2016 Rust Belt Rising Star Chef David Kocab of Trentina

2016 Rust Belt Rising Star Chef David Kocab of Trentina
November 2016

David Kocab is a born and raised Clevelander, who took a West coast culinary detour before coming back home. After dropping out of college, he found himself washing dishes and wishing he were on the line. Taking action, Kocab moved across the country to Portland, Oregon, where he studied at Western Culinary Institute and earned a degree in culinary management.
 
Walking out of school and into the bustling Portland food scene wasn’t lost on Kocab. He took a job working at Nostrana, learning as much as possible under mentor Kathy Whims and Chef de Cuisine Brian Murphy. During his time in Portland, Kocab also cemented a friendship with culinary school comrade and Rising Stars alum Chef Alvin Cailan.
 
When Cailan needed help opening now-kind-of-a-big-deal Eggslut in Los Angeles, Kocab moved south to help him launch the early food truck iteration. Thousands of coddled, scrambled, and fried eggs later, Kocab decided food truck life wasn’t for him. He packed his bags, presumably bought a new winter coat, and moved back home to Cleveland. 

Next thing he knew, Kocab was working for James Beard Award-winner Chef Jonathan Sawyer at Trentina, one of city’s most exciting kitchens. Kocab has flourished in the restaurant as its chef de cuisine, cooking confident tasting menus that weave together Alpine Italian influences and his Ohio backyard—the latter of which he had to escape to truly understand.



Interview with Rust Belt Rising Star Chef David Kocab of Trentina

Caroline Hatchett: How did you get your start?
David Kocab:
I’m a local guy. I spent a little time in Portland and a little time in L.A., but I was born and raised here. I dropped out of college, washed dishes, and figured out this is what I wanted to do. I  thought, “How do I get ahead of these guys? How do I work for Jonathon Sawyer without wasting away in this kitchen.” I went to culinary school in Portland and graduated in 2006. I went out there to get out of Cleveland and lucked out—the education there was super awesome. A lot of people argue whether it’s worth to go to culinary school or not, but I would argue that I got five years of odd job culinary experience in a year and a half. You’re only going to get out what you put in. 

CH: Where did you work before coming back to Cleveland? 
DK:
I went to Nostrana in Portland for a year and two months, and learned a lot. That’s where I got the wood fire—that’s what drew me there. I’m really thankful for Kathy Whims and everything she taught me. The chef de cuisine there, Brian Murphy, is awesome too. After that, I went to L.A. to help open the Eggslut food truck with Alvin Cailan. I was working out there and it was super loaded. There was so much talent is L.A., and no one was going anywhere. I was a line cook ,and I thought I reached my peak, so I hopped on a plane and came back to Cleveland to work at Trentina.

CH: Who's your mentor?
DK:
In my career, definitely Kathy Whims and Jonathon Sawyer. Those two have influenced my style the most. I also get a lot of inspiration from Chris Cosentino.
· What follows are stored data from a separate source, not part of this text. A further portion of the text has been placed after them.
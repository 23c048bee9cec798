// Copyright 2026 the Scanout Authors
// SPDX-License-Identifier: Apache-2.0 OR MIT

//! Kernel scanout objects.
//!
//! A [`Device`] is an arena of the objects one KMS node reports at
//! enumeration: [`Connector`]s, [`Encoder`]s, [`Crtc`]s and [`Plane`]s. Objects
//! refer to each other only through integer ids, never through references,
//! so ownership can move between pipelines by editing a claim table alone.

mod connector;
mod device;
mod id;
mod objects;

pub use connector::{
    ConnectionState, Connector, ConnectorClass, ConnectorProbe, ConnectorProps, ConnectorType,
};
pub use device::{Device, DeviceError, DeviceResources};
pub use id::{
    BlobId, ClaimKey, ConnectorId, ConnectorRef, CrtcId, DeviceId, EncoderId, FramebufferId,
    ObjectId, PlaneId, PropertyId,
};
pub use objects::{Crtc, CrtcProps, Encoder, Plane, PlaneKind, PlaneProps};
CH: What's the biggest challenge facing your restaurant?
DK:
Keeping up with Sawyer. The guy’s brain is on another level. It’s like trying to catch lightning in a bottle. It pushes me to be as creative as possible without being wacky or weird. I’m really proud of what we do here. This job gives me a lot of freedom, and I don’t always know what to do with that so it’s great to have him.

CH: What's your five year plan?
DK:
I would hope that 90 percent of chefs would say “Yes, I want to open my own restaurant.” You’ve got to have some kind of ownership in something. Business-wise, you have to think about it like that. You can’t be a line cook forever. I am in a position right now that I thought that I would not be in for a couple more years. I’m elated to be in this position and am trying to run full speed with it. I’ve admired  Sawyer for so many years before I started working with him. He treats products like they do in Portland. Food is entrenched in that community, and they have such respect for it. Cleveland wasn’t always like that, and it’s still in the process of getting there.